What I'm saying is probably only half right & I'm trying to get it 100%
right so be wary, but I think this will help you out a little at least.
Basically we have to get our definitions & notation as explicit as possible
or else we wont get anywhere & that's what my main problem is, I think if
we can crack this we'll both get an answer:
A linear functional is just a linear map f : V → F.
The dual space of V is the vector space L(V,F) = (V)*, i.e. the space
of linear functionals, i.e. maps from V to F. L(V,F)= {f | f : V → F}.
That' supposed to read "The set of all functions such that f is a map
from V to F", if you have a better, clearer way to express that please
post it!
What I think is going on here is a linear transformation T : V → L(V,F),
i.e.
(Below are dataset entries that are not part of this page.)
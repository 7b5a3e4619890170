//! Locale-aware validation of storefront content.
//!
//! A decision table ([`locale::LanguageTable`]) says what each language
//! expects: currencies, date layout, number separators and the UI keywords a
//! translated page should show. The checkers in [`checks`] judge prices,
//! dates and text against one table row, and [`audit`] runs them over a
//! whole page, collecting [`L10nError`] records with severities.
//!
//! ```rust
//! use l10n_check::checks::currency::validate_currency;
//! use l10n_check::LanguageTable;
//!
//! let table = LanguageTable::builtin();
//! let result = validate_currency("1 234,56 €", table.get("fr").unwrap());
//! assert!(result.is_valid);
//! assert_eq!(result.numeric_value, Some(1234.56));
//! ```

pub mod audit;
pub mod checks;
pub mod config;
pub mod error;
pub mod locale;

pub use audit::{severity_counts, PageAudit, PageAuditor, PageSnapshot, WarningPolicy};
pub use checks::CheckIssue;
pub use error::{Error, L10nError, Result, Severity};
pub use locale::{LanguageConfig, LanguageTable, TestGroup};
T : V → (V)*. Reading the start of Spivak's Calculus on Manifolds he
mentions this explicitly and more as below. This is what I find so weird,
you're mapping an element of a vector space to a map, not just some
element but to an element of a vector space which itself is a map,
mapping from the vector space to the field...
If (ℝⁿ)* is the dual space to ℝⁿ, with x ∈ ℝⁿ,
define φx ∈ (ℝⁿ)* by φx(y) = <x,y>,
define T : ℝⁿ → (ℝⁿ)* by T(x) = φx. This comes from Spivak's CoM, He's
clearly written that φx ∈ (ℝⁿ)*, but I get the feeling that sometimes
you're working with the scalar value <x,y> also supposed to be in (ℝⁿ)*
& other times not. But to put it into my notation of:
T : ℝⁿ → (ℝⁿ)* | x ↦ T(x) = φx.
the element φx is itself a map from ℝⁿ to ℝ so you pick a vector from the
dual space and map it onto the inner product. To spell it all out:
T : ℝⁿ → L(ℝⁿ,ℝ) | x ↦ T(x) = φx : ℝⁿ → ℝ | y ↦ φx(y) = <x,y>.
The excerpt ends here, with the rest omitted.